# Pseudo Tapered Thera Tubes Chrony Tests



## Tobse (Nov 4, 2010)

just want to share with you some chrony results...

i made some tests with tapered Thera tubes!

at first i have to say i am impressed from the speed, i stop shooting this tubes two year ago and switch to Bands because they are much more efficient and faster.

since i like the pseudo tapered chines tubes i think about to test the Thera tubes again!
and it looks that they are better for big ammo than i have thought.

here the chrony results :

*Thera tube green:* at 25°C
20mm steel 70 m/s (80 Joule !!)
16mm steel 87 m/s (60 Joule )

*Thera tube red* at 5°C
10mm steel 83mps
13mm steel 73mps
16mm steel 59mps

i really dont think bevor that i can shoot 80 Joule with Thera tube Green.

and the tubes looks very fresh after all this tests! I can see no signs of use looks like new









of course i shoot full butterfly and fast release!

i you want test this you need very strong thumb and indexfinger or use the Fistgrip! (i use the Fistgrip for this tests)

this was also the hardest test for my new Panther grip! I was surprised that there was no problem at all with a 4cm high fork and these heavy bands! I really like this new grip.

next is the blue tubes! but not this year, have tu build a new ss first! the green one are the bigest for the panther slots... (it´s more a design for chinese tubes...)

thats all for today








Tobse


----------



## Henry the Hermit (Jun 2, 2010)

Man oh man, Tobias. That is impressive!


----------



## Tobse (Nov 4, 2010)

Henry in Panama said:


> Man oh man, Tobias. That is impressive!

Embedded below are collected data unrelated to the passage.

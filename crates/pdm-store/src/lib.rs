//! Project row source + transactional merge application for Postgres and memory.

use std::path::Path;
use std::time::Duration;

use async_trait::async_trait;
use pdm_core::{
    DealId, MergePlan, MergeStep, ProjectDependent, ProjectId, ProjectRecord, StepOutcome,
};
use serde::{Deserialize, Serialize};
use sqlx::postgres::{PgConnectOptions, PgPoolOptions, PgSslMode};
use sqlx::{PgPool, Postgres, Row, Transaction};
use thiserror::Error;
use tokio::fs;
use tokio::sync::Mutex;
use tracing::{debug, Instrument};

pub const CRATE_NAME: &str = "pdm-store";

#[derive(Debug, Error)]
pub enum StoreError {
    #[error("database error: {0}")]
    Database(#[from] sqlx::Error),
    #[error("reading snapshot {path}: {source}")]
    SnapshotRead {
        path: String,
        #[source]
        source: std::io::Error,
    },
    #[error("parsing snapshot {path}: {source}")]
    SnapshotParse {
        path: String,
        #[source]
        source: serde_json::Error,
    },
    #[error("foreign key violation: {0}")]
    ForeignKey(String),
}

/// Bulk read of projects plus the mutations a merge needs.
#[async_trait]
pub trait ProjectStore: Send + Sync {
    /// Every project joined with its deal id, ordered by project id.
    async fn fetch_projects(&self) -> Result<Vec<ProjectRecord>, StoreError>;

    /// Apply all steps of one plan atomically, returning one outcome per step.
    async fn apply_plan(&self, plan: &MergePlan) -> Result<Vec<StepOutcome>, StoreError>;
}

const FETCH_PROJECTS_SQL: &str = r#"
    SELECT p.project_id::bigint       AS project_id,
           p.project_name             AS project_name,
           p.city                     AS city,
           p.state                    AS state,
           p.stage                    AS stage,
           dp.deal_pipeline_id::bigint AS deal_pipeline_id
      FROM core.project p
      LEFT JOIN pipeline.deal_pipeline dp ON dp.project_id = p.project_id
     ORDER BY p.project_id
"#;

/// Where to connect: a full URL, or the discrete `DB_*` settings.
#[derive(Debug, Clone, PartialEq, Eq)]
pub enum DatabaseTarget {
    Url(String),
    Parts {
        server: String,
        port: u16,
        database: String,
        user: String,
        password: String,
        encrypt: bool,
    },
}

impl DatabaseTarget {
    pub fn connect_options(&self) -> Result<PgConnectOptions, StoreError> {
        match self {
            DatabaseTarget::Url(url) => Ok(url.parse::<PgConnectOptions>()?),
            DatabaseTarget::Parts {
                server,
                port,
                database,
                user,
                password,
                encrypt,
            } => Ok(PgConnectOptions::new()
                .host(server)
                .port(*port)
                .database(database)
                .username(user)
                .password(password)
                .ssl_mode(if *encrypt {
                    PgSslMode::Require
                } else {
                    PgSslMode::Prefer
                })),
        }
    }

    /// Loggable description without credentials.
    pub fn describe(&self) -> String {
        match self {
            DatabaseTarget::Url(_) => "DATABASE_URL".to_string(),
            DatabaseTarget::Parts {
                server,
                port,
                database,
                ..
            } => format!("{server}:{port}/{database}"),
        }
    }
}

#[derive(Debug, Clone, Copy)]
pub struct PgPoolConfig {
    pub max_connections: u32,
    pub idle_timeout: Duration,
}

impl Default for PgPoolConfig {
    fn default() -> Self {
        Self {
            max_connections: 10,
            idle_timeout: Duration::from_secs(30),
        }
    }
}

#[derive(Debug, Clone)]
pub struct PgProjectStore {
    pool: PgPool,
}

impl PgProjectStore {
    pub async fn connect(target: &DatabaseTarget, config: PgPoolConfig) -> Result<Self, StoreError> {
        let pool = PgPoolOptions::new()
            .max_connections(config.max_connections.max(1))
            .min_connections(0)
            .idle_timeout(config.idle_timeout)
            .connect_with(target.connect_options()?)
            .await?;
        Ok(Self { pool })
    }

    pub async fn close(&self) {
        self.pool.close().await;
    }
}

async fn dependent_exists(
    tx: &mut Transaction<'_, Postgres>,
    kind: ProjectDependent,
    project_id: ProjectId,
) -> Result<bool, StoreError> {
    let sql = format!("SELECT 1 FROM {} WHERE project_id = $1 LIMIT 1", kind.table());
    let row = sqlx::query(&sql)
        .bind(project_id)
        .fetch_optional(&mut **tx)
        .await?;
    Ok(row.is_some())
}

async fn apply_pg_step(
    tx: &mut Transaction<'_, Postgres>,
    step: MergeStep,
) -> Result<StepOutcome, StoreError> {
    match step {
        MergeStep::MoveAttachments { from_deal, to_deal } => {
            let done = sqlx::query(
                r#"
                UPDATE pipeline.deal_pipeline_attachment
                   SET deal_pipeline_id = $1
                 WHERE deal_pipeline_id = $2
                "#,
            )
            .bind(to_deal)
            .bind(from_deal)
            .execute(&mut **tx)
            .await?;
            Ok(StepOutcome::AttachmentsMoved {
                rows: done.rows_affected(),
            })
        }
        MergeStep::ReconcileDependent {
            kind,
            from_project,
            to_project,
        } => {
            let keeper_has = dependent_exists(tx, kind, to_project).await?;
            let duplicate_has = dependent_exists(tx, kind, from_project).await?;
            if !duplicate_has {
                return Ok(StepOutcome::DependentAbsent { kind });
            }
            if keeper_has {
                let sql = format!("DELETE FROM {} WHERE project_id = $1", kind.table());
                sqlx::query(&sql).bind(from_project).execute(&mut **tx).await?;
                Ok(StepOutcome::DependentDropped { kind })
            } else {
                let sql = format!(
                    "UPDATE {} SET project_id = $1 WHERE project_id = $2",
                    kind.table()
                );
                sqlx::query(&sql)
                    .bind(to_project)
                    .bind(from_project)
                    .execute(&mut **tx)
                    .await?;
                Ok(StepOutcome::DependentRepointed { kind })
            }
        }
        MergeStep::DeleteDeal { deal_id } => {
            let done = sqlx::query("DELETE FROM pipeline.deal_pipeline WHERE deal_pipeline_id = $1")
                .bind(deal_id)
                .execute(&mut **tx)
                .await?;
            Ok(StepOutcome::DealDeleted {
                rows: done.rows_affected(),
            })
        }
        MergeStep::DeleteProject { project_id } => {
            let done = sqlx::query("DELETE FROM core.project WHERE project_id = $1")
                .bind(project_id)
                .execute(&mut **tx)
                .await?;
            Ok(StepOutcome::ProjectDeleted {
                rows: done.rows_affected(),
            })
        }
    }
}

#[async_trait]
impl ProjectStore for PgProjectStore {
    async fn fetch_projects(&self) -> Result<Vec<ProjectRecord>, StoreError> {
        let rows = sqlx::query(FETCH_PROJECTS_SQL)
            .fetch_all(&self.pool)
            .instrument(tracing::info_span!("fetch_projects"))
            .await?;

        let mut out = Vec::with_capacity(rows.len());
        for row in rows {
            let name: Option<String> = row.try_get("project_name")?;
            out.push(ProjectRecord {
                id: row.try_get("project_id")?,
                name: name.unwrap_or_default(),
                city: row.try_get("city")?,
                state: row.try_get("state")?,
                stage: row.try_get("stage")?,
                deal_id: row.try_get("deal_pipeline_id")?,
            });
        }
        debug!(projects = out.len(), "fetched project snapshot");
        Ok(out)
    }

    async fn apply_plan(&self, plan: &MergePlan) -> Result<Vec<StepOutcome>, StoreError> {
        let span = tracing::info_span!("apply_plan", keeper_id = plan.keeper_id);
        async {
            let mut tx = self.pool.begin().await?;
            let mut outcomes = Vec::with_capacity(plan.steps.len());
            for step in &plan.steps {
                outcomes.push(apply_pg_step(&mut tx, *step).await?);
            }
            tx.commit().await?;
            Ok::<_, StoreError>(outcomes)
        }
        .instrument(span)
        .await
    }
}

#[derive(Debug, Clone, PartialEq, Eq, Serialize, Deserialize)]
pub struct AttachmentRow {
    pub attachment_id: i64,
    pub deal_id: DealId,
}

#[derive(Debug, Clone, PartialEq, Eq, Serialize, Deserialize)]
pub struct DependentRow {
    pub kind: ProjectDependent,
    pub project_id: ProjectId,
}

/// Full table contents for the in-memory store.
#[derive(Debug, Clone, Default, PartialEq, Eq, Serialize, Deserialize)]
pub struct StoreSnapshot {
    pub projects: Vec<ProjectRecord>,
    #[serde(default)]
    pub attachments: Vec<AttachmentRow>,
    #[serde(default)]
    pub dependents: Vec<DependentRow>,
}

#[derive(Deserialize)]
#[serde(untagged)]
enum SnapshotFile {
    Projects(Vec<ProjectRecord>),
    Full(StoreSnapshot),
}

impl StoreSnapshot {
    fn apply(&mut self, step: MergeStep) -> Result<StepOutcome, StoreError> {
        match step {
            MergeStep::MoveAttachments { from_deal, to_deal } => {
                let mut rows = 0;
                for attachment in self.attachments.iter_mut().filter(|a| a.deal_id == from_deal) {
                    attachment.deal_id = to_deal;
                    rows += 1;
                }
                Ok(StepOutcome::AttachmentsMoved { rows })
            }
            MergeStep::ReconcileDependent {
                kind,
                from_project,
                to_project,
            } => {
                let has = |project_id: ProjectId| {
                    self.dependents
                        .iter()
                        .any(|d| d.kind == kind && d.project_id == project_id)
                };
                let keeper_has = has(to_project);
                if !has(from_project) {
                    return Ok(StepOutcome::DependentAbsent { kind });
                }
                if keeper_has {
                    self.dependents
                        .retain(|d| !(d.kind == kind && d.project_id == from_project));
                    Ok(StepOutcome::DependentDropped { kind })
                } else {
                    for row in self
                        .dependents
                        .iter_mut()
                        .filter(|d| d.kind == kind && d.project_id == from_project)
                    {
                        row.project_id = to_project;
                    }
                    Ok(StepOutcome::DependentRepointed { kind })
                }
            }
            MergeStep::DeleteDeal { deal_id } => {
                if self.attachments.iter().any(|a| a.deal_id == deal_id) {
                    return Err(StoreError::ForeignKey(format!(
                        "deal {deal_id} is still referenced by attachments"
                    )));
                }
                let mut rows = 0;
                for project in self
                    .projects
                    .iter_mut()
                    .filter(|p| p.deal_id == Some(deal_id))
                {
                    project.deal_id = None;
                    rows += 1;
                }
                Ok(StepOutcome::DealDeleted { rows })
            }
            MergeStep::DeleteProject { project_id } => {
                let Some(index) = self.projects.iter().position(|p| p.id == project_id) else {
                    return Ok(StepOutcome::ProjectDeleted { rows: 0 });
                };
                if let Some(deal_id) = self.projects[index].deal_id {
                    return Err(StoreError::ForeignKey(format!(
                        "project {project_id} is still referenced by deal {deal_id}"
                    )));
                }
                if let Some(row) = self.dependents.iter().find(|d| d.project_id == project_id) {
                    return Err(StoreError::ForeignKey(format!(
                        "project {project_id} is still referenced by {}",
                        row.kind.label()
                    )));
                }
                self.projects.remove(index);
                Ok(StepOutcome::ProjectDeleted { rows: 1 })
            }
        }
    }
}

/// In-process store with the same referential rules as the database.
///
/// Each plan is applied to a working copy that only replaces the state once
/// every step succeeded.
#[derive(Debug, Default)]
pub struct MemoryProjectStore {
    state: Mutex<StoreSnapshot>,
}

impl MemoryProjectStore {
    pub fn new(snapshot: StoreSnapshot) -> Self {
        Self {
            state: Mutex::new(snapshot),
        }
    }

    pub fn from_projects(projects: Vec<ProjectRecord>) -> Self {
        Self::new(StoreSnapshot {
            projects,
            ..Default::default()
        })
    }

    /// Load either a full snapshot object or a bare array of projects.
    pub async fn from_json_file(path: &Path) -> Result<Self, StoreError> {
        let text = fs::read_to_string(path)
            .await
            .map_err(|source| StoreError::SnapshotRead {
                path: path.display().to_string(),
                source,
            })?;
        let parsed: SnapshotFile =
            serde_json::from_str(&text).map_err(|source| StoreError::SnapshotParse {
                path: path.display().to_string(),
                source,
            })?;
        Ok(match parsed {
            SnapshotFile::Projects(projects) => Self::from_projects(projects),
            SnapshotFile::Full(snapshot) => Self::new(snapshot),
        })
    }

    pub async fn snapshot(&self) -> StoreSnapshot {
        self.state.lock().await.clone()
    }
}

#[async_trait]
impl ProjectStore for MemoryProjectStore {
    async fn fetch_projects(&self) -> Result<Vec<ProjectRecord>, StoreError> {
        let mut projects = self.state.lock().await.projects.clone();
        projects.sort_by_key(|p| p.id);
        Ok(projects)
    }

    async fn apply_plan(&self, plan: &MergePlan) -> Result<Vec<StepOutcome>, StoreError> {
        let mut state = self.state.lock().await;
        let mut working = state.clone();
        let outcomes = plan
            .steps
            .iter()
            .map(|step| working.apply(*step))
            .collect::<Result<Vec<_>, _>>()?;
        *state = working;
        Ok(outcomes)
    }
}
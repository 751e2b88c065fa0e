//! Core domain model for portfolio project deduplication.

use serde::{Deserialize, Serialize};

pub const CRATE_NAME: &str = "pdm-core";

pub type ProjectId = i64;
pub type DealId = i64;

/// One row of the project table joined with its deal, if any.
#[derive(Debug, Clone, PartialEq, Eq, Serialize, Deserialize)]
pub struct ProjectRecord {
    pub id: ProjectId,
    pub name: String,
    #[serde(default)]
    pub city: Option<String>,
    #[serde(default)]
    pub state: Option<String>,
    #[serde(default)]
    pub stage: Option<String>,
    #[serde(default)]
    pub deal_id: Option<DealId>,
}

impl ProjectRecord {
    pub fn new(id: ProjectId, name: impl Into<String>) -> Self {
        Self {
            id,
            name: name.into(),
            city: None,
            state: None,
            stage: None,
            deal_id: None,
        }
    }

    pub fn with_location(mut self, city: impl Into<String>, state: impl Into<String>) -> Self {
        self.city = Some(city.into());
        self.state = Some(state.into());
        self
    }

    pub fn with_stage(mut self, stage: impl Into<String>) -> Self {
        self.stage = Some(stage.into());
        self
    }

    pub fn with_deal(mut self, deal_id: DealId) -> Self {
        self.deal_id = Some(deal_id);
        self
    }

    pub fn city(&self) -> Option<&str> {
        non_empty(self.city.as_deref())
    }

    pub fn state(&self) -> Option<&str> {
        non_empty(self.state.as_deref())
    }

    pub fn stage(&self) -> Option<&str> {
        non_empty(self.stage.as_deref())
    }

    pub fn is_rejected(&self) -> bool {
        self.stage
            .as_deref()
            .unwrap_or_default()
            .to_lowercase()
            == "rejected"
    }
}

fn non_empty(value: Option<&str>) -> Option<&str> {
    value.filter(|v| !v.is_empty())
}

/// Dependent tables that hold at most one row per project.
#[derive(Debug, Clone, Copy, PartialEq, Eq, Hash, PartialOrd, Ord, Serialize, Deserialize)]
#[serde(rename_all = "snake_case")]
pub enum ProjectDependent {
    UnderContract,
    ClosedProperty,
    CommercialListed,
    CommercialAcreage,
}

impl ProjectDependent {
    pub const ALL: [ProjectDependent; 4] = [
        ProjectDependent::UnderContract,
        ProjectDependent::ClosedProperty,
        ProjectDependent::CommercialListed,
        ProjectDependent::CommercialAcreage,
    ];

    pub fn table(self) -> &'static str {
        match self {
            ProjectDependent::UnderContract => "pipeline.under_contract",
            ProjectDependent::ClosedProperty => "pipeline.closed_property",
            ProjectDependent::CommercialListed => "pipeline.commercial_listed",
            ProjectDependent::CommercialAcreage => "pipeline.commercial_acreage",
        }
    }

    pub fn label(self) -> &'static str {
        match self {
            ProjectDependent::UnderContract => "under contract",
            ProjectDependent::ClosedProperty => "closed property",
            ProjectDependent::CommercialListed => "commercial listing",
            ProjectDependent::CommercialAcreage => "commercial acreage",
        }
    }
}

/// Outcome of comparing two project names, strongest first.
#[derive(Debug, Clone, Copy, PartialEq, Eq, Serialize, Deserialize)]
#[serde(rename_all = "snake_case")]
pub enum MatchKind {
    Exact,
    Normalized,
    Contains,
    WordOverlap,
    None,
}

/// The three successive grouping passes, strictest first.
#[derive(Debug, Clone, Copy, PartialEq, Eq, Serialize, Deserialize)]
#[serde(rename_all = "snake_case")]
pub enum Pass {
    Exact,
    Normalized,
    CityState,
}

impl Pass {
    pub const ALL: [Pass; 3] = [Pass::Exact, Pass::Normalized, Pass::CityState];

    pub fn number(self) -> u8 {
        match self {
            Pass::Exact => 1,
            Pass::Normalized => 2,
            Pass::CityState => 3,
        }
    }

    pub fn label(self) -> &'static str {
        match self {
            Pass::Exact => "exact duplicate name",
            Pass::Normalized => "normalized/containing name",
            Pass::CityState => "exact city+state, similar name",
        }
    }
}

/// Two or more projects judged to be the same real-world entity.
#[derive(Debug, Clone, PartialEq, Eq, Serialize, Deserialize)]
pub struct DuplicateGroup {
    pub members: Vec<ProjectRecord>,
}

impl DuplicateGroup {
    pub fn ids(&self) -> Vec<ProjectId> {
        self.members.iter().map(|m| m.id).collect()
    }
}

/// A group after keeper election.
#[derive(Debug, Clone, PartialEq, Eq, Serialize, Deserialize)]
pub struct ResolvedGroup {
    pub keeper: ProjectRecord,
    pub duplicates: Vec<ProjectRecord>,
}

/// A single mutation applied while folding a duplicate into its keeper.
#[derive(Debug, Clone, Copy, PartialEq, Eq, Serialize, Deserialize)]
#[serde(tag = "step", rename_all = "snake_case")]
pub enum MergeStep {
    /// Repoint every attachment of `from_deal` to `to_deal`.
    MoveAttachments { from_deal: DealId, to_deal: DealId },
    /// Repoint the duplicate's row, or drop it if the keeper already has one.
    ReconcileDependent {
        kind: ProjectDependent,
        from_project: ProjectId,
        to_project: ProjectId,
    },
    DeleteDeal { deal_id: DealId },
    DeleteProject { project_id: ProjectId },
}

/// Ordered mutations for one resolved group, applied as a unit.
#[derive(Debug, Clone, PartialEq, Eq, Serialize, Deserialize)]
pub struct MergePlan {
    pub keeper_id: ProjectId,
    pub removed_ids: Vec<ProjectId>,
    pub steps: Vec<MergeStep>,
}

/// What a store did for one step.
#[derive(Debug, Clone, Copy, PartialEq, Eq, Serialize, Deserialize)]
#[serde(tag = "outcome", rename_all = "snake_case")]
pub enum StepOutcome {
    AttachmentsMoved { rows: u64 },
    DependentRepointed { kind: ProjectDependent },
    DependentDropped { kind: ProjectDependent },
    DependentAbsent { kind: ProjectDependent },
    DealDeleted { rows: u64 },
    ProjectDeleted { rows: u64 },
}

Thanks Henry! Bill hays and you have made me re-think about tubes shooting. thats one good thing on that internet stuff... sometimes you learn something new


----------



## Henry the Hermit (Jun 2, 2010)

Several members are getting impressive results with tubes. M_J won the Summernationals last year shooting Dankung rubber, proving the accuracy is there. So far as I know Bill and I are the first to exceed 400 fps with tubes, and you are proving that the power is available, too. Good show!


----------



## timdix (Oct 1, 2010)

Tobias,I'm really impressed. In particular the 285fps you put out with 16mm steel....amazing,that's really sharp,massive in fact!!
I appreciate you doing these tests and demonstrating again the underrated capabilities of tubes. I'm sure with a little tuning and a European summer you would push well into even more stratospheric territory. 
I tested my 1745 tapers in a T-piece set up the other day now summer has arrived. I'm getting a steady 330-340fps with OO buck. Not quite Bill's 419fps but still punchy and with a long tube life. I'd like to see you try 1745's Tobias.


----------



## Charles (Aug 26, 2010)

Those are indeed very impressive results. Do you have any idea what the draw weight would be? I doubt I would be able to handle it, but it would be fun to try them on a slingshot crossbow.

Cheers ...... Charles


----------



## Bill Hays (Aug 9, 2010)

Looking good Tobias!
I saw Jack Koehler doing this and thought "hey there might be something to that".... and not really much to my surprise, Jack was on to something!
The pseudo tapering is exactly what's been missing in tube technology all these years. You can do a lot more with this idea than most people know.
Plus the change outs are a breeze... you can put a specialty set on for BIG or small ammo, changing out in a matter of seconds.

The one thing I do see that's not as big an advantage is with the increased speed... the tube life is not as long... in fact from my experience, about the same as flats shooting at the same speed/ammo.
Of course that's to be expected to some degree.


----------



## mopper (Nov 17, 2012)

I also use pseudotapering on my ringshooter and while I do not own a chrony the speed and power were quite impressive, and that was with TT red and marbles!

I haven't had any issues with premature wear so far (at least none that were not attributable to my own early mistakes, like attaching pouches with sharp edged zip ties and not properly sanding the corners of my steel band fork). The tubes seem to last A LOT longer than my bands, of which I seem to have to replace at least one strand after each practice session .... it sucks .... on the upside I have been getting a lot better at cutting and changing bands, lol!


----------



## Tobse (Nov 4, 2010)

Bill Hays said:


> The tubes seem to last A LOT longer than my bands, of which I seem to have to replace at least one strand after each practice session .... it sucks .... on the upside I have been getting a lot better at cutting and changing bands, lol!


i have notice that the pseudo tapered TT last longer than the chinese tubes, it seem that TT are made for heavy duty use.
but they are not as fast as the chines tubes. my pseudo tapered TT last also longer than flatbands, the cinese tubes... i dont know, sometimes longer sometimes not


----------